I have seen the tensor product written as
$$
\left( \begin{array}{c}
a \\
b \\
\end{array} \right) \otimes
\left( \begin{array}{c}
c \\
d \\
\end{array} \right) = \left( \begin{array}{c}
ac \\
ad \\
bc \\
bd \\
\end{array} \right)$$
However I have also seen it written as
$$
\left( \begin{array}{c}
a \\
b \\
\end{array} \right) \otimes
\left( \begin{array}{c}
c \\
d \\
\end{array} \right) =
\left( \begin{array}{c}
a \\
b \\
\end{array} \right)
\left( \begin{array}{c}
c & d \\ \end{array} \right) =
\left( \begin{array}{c}
ac & ad\\
bc & bd \\\end{array} \right)
$$
Which I have seen in the context of outer products.
Why are there two ways to do a tensor product?
Best Answer
Both are different realizations of the tensor product.

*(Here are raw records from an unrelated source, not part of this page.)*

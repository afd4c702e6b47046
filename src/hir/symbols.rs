//! Symbols and symbol tables.
//!
//! A [`Symbol`] is a closed set of handles: every decision point that cares
//! about what a name refers to matches on it exhaustively.

use indexmap::IndexMap;
use indexmap::map::Entry;

use crate::base::{Loc, Name};
use crate::syntax::{ItemKind, Protection};

use super::ids::{AliasId, DeclId, ImportId, ModuleId, PackageId};

/// What a name in a symbol table refers to.
#[derive(Copy, Clone, Debug, PartialEq, Eq, Hash)]
pub enum Symbol {
    Package(PackageId),
    Module(ModuleId),
    Import(ImportId),
    Alias(AliasId),
    Decl(DeclId),
}

impl Symbol {
    pub fn as_module(self) -> Option<ModuleId> {
        match self {
            Symbol::Module(id) => Some(id),
            _ => None,
        }
    }

    pub fn as_import(self) -> Option<ImportId> {
        match self {
            Symbol::Import(id) => Some(id),
            _ => None,
        }
    }

    /// Whether `candidate` may share this symbol's name in one table.
    ///
    /// Only imports tolerate a same-named import: several modules can be
    /// imported under one local name as long as none is used unqualified.
    pub fn overload_insert(self, candidate: Symbol) -> bool {
        match self {
            Symbol::Import(_) => matches!(candidate, Symbol::Import(_)),
            Symbol::Package(_) | Symbol::Module(_) | Symbol::Alias(_) | Symbol::Decl(_) => false,
        }
    }

    /// Human-readable kind, used in diagnostics.
    pub fn kind_name(self) -> &'static str {
        match self {
            Symbol::Package(_) => "package",
            Symbol::Module(_) => "module",
            Symbol::Import(_) => "import",
            Symbol::Alias(_) => "alias",
            Symbol::Decl(_) => "declaration",
        }
    }
}

/// Name → symbol map with duplicate detection.
///
/// Iteration follows insertion order so that anything derived from a table
/// (diagnostics, reports) is deterministic.
#[derive(Clone, Debug, Default)]
pub struct SymbolTable {
    entries: IndexMap<Name, Vec<Symbol>>,
}

impl SymbolTable {
    pub fn new() -> Self {
        Self::default()
    }

    /// Insert `symbol` under `name`.
    ///
    /// On a clash the existing symbol decides via [`Symbol::overload_insert`];
    /// if it refuses, the existing symbol is returned as the error.
    /// Re-inserting the very same symbol is a no-op.
    pub fn insert(&mut self, name: Name, symbol: Symbol) -> Result<(), Symbol> {
        match self.entries.entry(name) {
            Entry::Vacant(slot) => {
                slot.insert(vec![symbol]);
                Ok(())
            }
            Entry::Occupied(mut slot) => {
                let existing = slot.get();
                if existing.contains(&symbol) {
                    return Ok(());
                }
                let first = existing[0];
                if first.overload_insert(symbol) {
                    slot.get_mut().push(symbol);
                    Ok(())
                } else {
                    Err(first)
                }
            }
        }
    }

    /// First symbol inserted under `name`.
    pub fn lookup(&self, name: Name) -> Option<Symbol> {
        self.entries.get(&name).and_then(|symbols| symbols.first().copied())
    }

    /// All symbols sharing `name` (more than one only for imports).
    pub fn lookup_all(&self, name: Name) -> &[Symbol] {
        self.entries.get(&name).map(Vec::as_slice).unwrap_or(&[])
    }

    pub fn contains(&self, name: Name) -> bool {
        self.entries.contains_key(&name)
    }

    pub fn iter(&self) -> impl Iterator<Item = (Name, Symbol)> + '_ {
        self.entries
            .iter()
            .flat_map(|(&name, symbols)| symbols.iter().map(move |&symbol| (name, symbol)))
    }

    /// Number of distinct names.
    pub fn len(&self) -> usize {
        self.entries.len()
    }

    pub fn is_empty(&self) -> bool {
        self.entries.is_empty()
    }
}

/// Binding state of a forwarding alias.
#[derive(Copy, Clone, Debug, Default, PartialEq, Eq)]
pub enum AliasTarget {
    /// Not analysed yet; binds during its import's semantic pass.
    #[default]
    Deferred,
    Bound(Symbol),
    /// Analysed, but the name does not exist in the imported module.
    Unresolved,
}

/// A forwarding alias synthesized from one bind-list entry.
///
/// `import std.stdio : out = stdout;` creates an alias named `out` whose
/// target is "`stdout` inside whatever `std.stdio` turns out to be".
#[derive(Clone, Debug)]
pub struct AliasSymbol {
    /// Name under which the alias is visible in the importing module.
    pub name: Name,
    /// Name looked up inside the imported module.
    pub target_name: Name,
    pub import: ImportId,
    pub loc: Loc,
    /// Protection inherited from the import that created it.
    pub import_protection: Protection,
    pub target: AliasTarget,
}

/// A named declaration that is not an import (function, variable, ...).
#[derive(Clone, Debug)]
pub struct DeclSymbol {
    pub name: Option<Name>,
    pub kind: ItemKind,
    pub module: ModuleId,
    pub loc: Loc,
    pub protection: Option<Protection>,
}

#[cfg(test)]
mod tests {
    use super::*;
    use crate::base::Interner;

    #[test]
    fn test_imports_overload() {
        let interner = Interner::new();
        let std = interner.intern("std");
        let mut table = SymbolTable::new();

        table.insert(std, Symbol::Import(ImportId::new(0))).unwrap();
        table.insert(std, Symbol::Import(ImportId::new(1))).unwrap();

        assert_eq!(table.lookup(std), Some(Symbol::Import(ImportId::new(0))));
        assert_eq!(table.lookup_all(std).len(), 2);
        assert_eq!(table.len(), 1);
    }

    #[test]
    fn test_non_import_conflicts() {
        let interner = Interner::new();
        let std = interner.intern("std");
        let mut table = SymbolTable::new();

        table.insert(std, Symbol::Import(ImportId::new(0))).unwrap();
        let err = table.insert(std, Symbol::Decl(DeclId::new(0))).unwrap_err();
        assert_eq!(err, Symbol::Import(ImportId::new(0)));

        let mut table = SymbolTable::new();
        table.insert(std, Symbol::Decl(DeclId::new(0))).unwrap();
        assert!(table.insert(std, Symbol::Import(ImportId::new(0))).is_err());
    }

    #[test]
    fn test_reinsert_same_symbol_is_noop() {
        let interner = Interner::new();
        let name = interner.intern("x");
        let mut table = SymbolTable::new();

        table.insert(name, Symbol::Alias(AliasId::new(4))).unwrap();
        table.insert(name, Symbol::Alias(AliasId::new(4))).unwrap();
        assert_eq!(table.lookup_all(name).len(), 1);
    }

    #[test]
    fn test_iteration_is_insertion_ordered() {
        let interner = Interner::new();
        let mut table = SymbolTable::new();
        for (i, s) in ["zeta", "alpha", "mid"].into_iter().enumerate() {
            table.insert(interner.intern(s), Symbol::Decl(DeclId::new(i as u32))).unwrap();
        }
        let names: Vec<_> = table.iter().map(|(n, _)| interner.text(n)).collect();
        assert_eq!(names, vec!["zeta", "alpha", "mid"]);
    }
}
//! Source text positions and ranges.

use std::fmt;

pub use text_size::TextRange;
pub use text_size::TextSize;

use super::FileId;

/// A source location: a byte range inside one module file.
///
/// Diagnostics and dependency records are attributed to a `Loc`; the line
/// and column are only computed when a diagnostic is rendered.
#[derive(Copy, Clone, Eq, PartialEq, Hash, Debug)]
pub struct Loc {
    pub file: FileId,
    pub range: TextRange,
}

impl Loc {
    #[inline]
    pub const fn new(file: FileId, range: TextRange) -> Self {
        Self { file, range }
    }

    /// A location with no extent at the start of `file`.
    pub fn start_of(file: FileId) -> Self {
        Self::new(file, TextRange::empty(TextSize::from(0)))
    }
}

/// A line and column position in source text.
///
/// Both line and column are 0-indexed internally, but displayed as 1-indexed.
#[derive(Copy, Clone, Eq, PartialEq, Hash, Default)]
pub struct LineCol {
    /// 0-indexed line number
    pub line: u32,
    /// 0-indexed column (in UTF-8 bytes, not characters)
    pub col: u32,
}

impl LineCol {
    #[inline]
    pub const fn new(line: u32, col: u32) -> Self {
        Self { line, col }
    }

    #[inline]
    pub const fn line_one_indexed(self) -> u32 {
        self.line + 1
    }

    #[inline]
    pub const fn col_one_indexed(self) -> u32 {
        self.col + 1
    }
}

impl fmt::Debug for LineCol {
    fn fmt(&self, f: &mut fmt::Formatter<'_>) -> fmt::Result {
        write!(f, "{}:{}", self.line_one_indexed(), self.col_one_indexed())
    }
}

impl fmt::Display for LineCol {
    fn fmt(&self, f: &mut fmt::Formatter<'_>) -> fmt::Result {
        write!(f, "{}:{}", self.line_one_indexed(), self.col_one_indexed())
    }
}

/// Index for converting byte offsets into line/column positions.
#[derive(Clone, Debug)]
pub struct LineIndex {
    /// Byte offset of the start of each line
    line_starts: Vec<TextSize>,
}

impl LineIndex {
    /// Build a line index from source text.
    pub fn new(text: &str) -> Self {
        let mut line_starts = vec![TextSize::from(0)];

        for (offset, c) in text.char_indices() {
            if c == '\n' {
                line_starts.push(TextSize::from((offset + 1) as u32));
            }
        }

        Self { line_starts }
    }

    /// Convert a byte offset to a line/column position.
    pub fn line_col(&self, offset: TextSize) -> LineCol {
        let line = self
            .line_starts
            .partition_point(|&start| start <= offset)
            .saturating_sub(1);

        let line_start = self.line_starts.get(line).copied().unwrap_or_default();
        let col = offset.checked_sub(line_start).unwrap_or_default();

        LineCol {
            line: line as u32,
            col: col.into(),
        }
    }

    /// Get the number of lines.
    pub fn len(&self) -> usize {
        self.line_starts.len()
    }

    pub fn is_empty(&self) -> bool {
        self.line_starts.is_empty()
    }
}

#[cfg(test)]
mod tests {
    use super::*;

    #[test]
    fn test_line_col_display() {
        assert_eq!(LineCol::new(0, 0).to_string(), "1:1");
        assert_eq!(LineCol::new(5, 10).to_string(), "6:11");
    }

    #[test]
    fn test_line_index_multi_line() {
        let index = LineIndex::new("module a;\nimport b;\n");

        assert_eq!(index.line_col(TextSize::from(0)), LineCol::new(0, 0));
        assert_eq!(index.line_col(TextSize::from(7)), LineCol::new(0, 7));
        assert_eq!(index.line_col(TextSize::from(10)), LineCol::new(1, 0));
        assert_eq!(index.line_col(TextSize::from(17)), LineCol::new(1, 7));
        assert_eq!(index.len(), 3);
    }

    #[test]
    fn test_loc_start_of() {
        let loc = Loc::start_of(FileId::new(4));
        assert_eq!(loc.file, FileId::new(4));
        assert!(loc.range.is_empty());
    }
}
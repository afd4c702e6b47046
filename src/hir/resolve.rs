//! Name resolution from inside a module.
//!
//! The first segment of a name is looked up like any unqualified name: the
//! module's own table, then its import sets. Every following segment is
//! looked up *inside* what the previous one resolved to (a package, a module
//! or an import forwarding to one), as seen from outside, so private import
//! sets of the inner modules do not leak.
//!
//! Aliases are followed to what they are bound to, and imports are replaced
//! by what they stand for ([`Import::to_alias`](super::import::Import::to_alias)).

use crate::base::Name;

use super::ids::ModuleId;
use super::module::SearchFlags;
use super::session::Session;
use super::symbols::{AliasTarget, Symbol};

/// Result of resolving a reference.
#[derive(Clone, Debug, PartialEq, Eq)]
pub enum ResolveResult {
    /// Successfully resolved to a single symbol.
    Found(Symbol),
    /// The first segment is reachable through several import sets.
    Ambiguous(Vec<Symbol>),
    /// Could not resolve the reference.
    NotFound,
}

impl ResolveResult {
    /// Get the resolved symbol if unambiguous.
    pub fn symbol(&self) -> Option<Symbol> {
        match self {
            ResolveResult::Found(s) => Some(*s),
            _ => None,
        }
    }

    pub fn is_found(&self) -> bool {
        matches!(self, ResolveResult::Found(_))
    }

    pub fn is_ambiguous(&self) -> bool {
        matches!(self, ResolveResult::Ambiguous(_))
    }
}

/// Resolves names as written inside one module.
///
/// Holds the session mutably: searching through an import that has not been
/// bound yet loads and analyses its target.
pub struct Resolver<'a> {
    session: &'a mut Session,
    module: ModuleId,
}

impl<'a> Resolver<'a> {
    pub fn new(session: &'a mut Session, module: ModuleId) -> Self {
        Self { session, module }
    }

    /// Resolve a dotted name such as `writefln` or `std.stdio.writefln`.
    pub fn resolve(&mut self, name: &str) -> ResolveResult {
        let segments = self.session.interner().intern_dotted(name);
        self.resolve_path(&segments)
    }

    pub fn resolve_path(&mut self, path: &[Name]) -> ResolveResult {
        let Some((&first, rest)) = path.split_first() else {
            return ResolveResult::NotFound;
        };

        let candidates = self
            .session
            .module_search_all(self.module, first, SearchFlags::NONE);
        let mut current = match candidates.as_slice() {
            [] => return ResolveResult::NotFound,
            [single] => *single,
            _ => return ResolveResult::Ambiguous(candidates),
        };
        current = match self.follow(current) {
            Some(symbol) => symbol,
            None => return ResolveResult::NotFound,
        };

        for &segment in rest {
            let next = match current {
                Symbol::Package(package) => self
                    .session
                    .registry()
                    .package(package)
                    .members
                    .lookup(segment),
                Symbol::Module(module) => {
                    self.session
                        .module_search(module, segment, SearchFlags::IGNORE_PRIVATE_IMPORTS)
                }
                Symbol::Import(import) => {
                    self.session
                        .import_search(import, segment, SearchFlags::IGNORE_PRIVATE_IMPORTS)
                }
                Symbol::Alias(_) | Symbol::Decl(_) => None,
            };
            current = match next.and_then(|symbol| self.follow(symbol)) {
                Some(symbol) => symbol,
                None => return ResolveResult::NotFound,
            };
        }

        ResolveResult::Found(current)
    }

    /// Follow bound aliases and apply `to_alias` to imports.
    ///
    /// A still-deferred alias resolves to itself.
    fn follow(&self, mut symbol: Symbol) -> Option<Symbol> {
        let registry = self.session.registry();
        // Alias chains cannot be longer than the number of aliases.
        for _ in 0..=registry.alias_count() {
            symbol = match symbol {
                Symbol::Alias(alias) => match registry.alias(alias).target {
                    AliasTarget::Bound(target) => target,
                    AliasTarget::Deferred => return Some(symbol),
                    AliasTarget::Unresolved => return None,
                },
                Symbol::Import(import) => return Some(registry.import(import).to_alias(import)),
                Symbol::Package(_) | Symbol::Module(_) | Symbol::Decl(_) => return Some(symbol),
            };
        }
        None
    }
}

Consider $V=\mathbb{R}^ 2$. Your first "equality" arises from the isomorphism
$$V \otimes V \to \mathbb{R}^4$$ $$e_1 \otimes e_1 \mapsto e_1;$$ $$e_1 \otimes e_2 \mapsto e_2;$$ $$e_2 \otimes e_1 \mapsto e_3;$$ $$e_2 \otimes e_2 \mapsto e_4.$$
The second "equality" arises from the isomorphism
$V \otimes V \simeq V \otimes V^* \simeq Hom(V,V)$, where the first isomorphism comes from the isomorphism of the dual with the space arising from the standard inner product of $\mathbb{R}^2$ (which is essentially just transposition), and the second one comes from $(w,v^*) \mapsto v^*(\cdot) w.$ Note that it becomes a $2 \times 2$ matrix in the end, which is exactly (not exactly, but represents canonically) an element of $Hom(\mathbb{R}^2, \mathbb{R}^2)$.
This is mathematically speaking. I don't know why one is more appropriate than the other in your context. What I can say is that the second way is very useful, because it allows us to translate an endomorphism in terms of something structurally and algebraically rich such as the tensor product. The first one seems to be simply a down to earth immediate way to realize the tensor product as an array.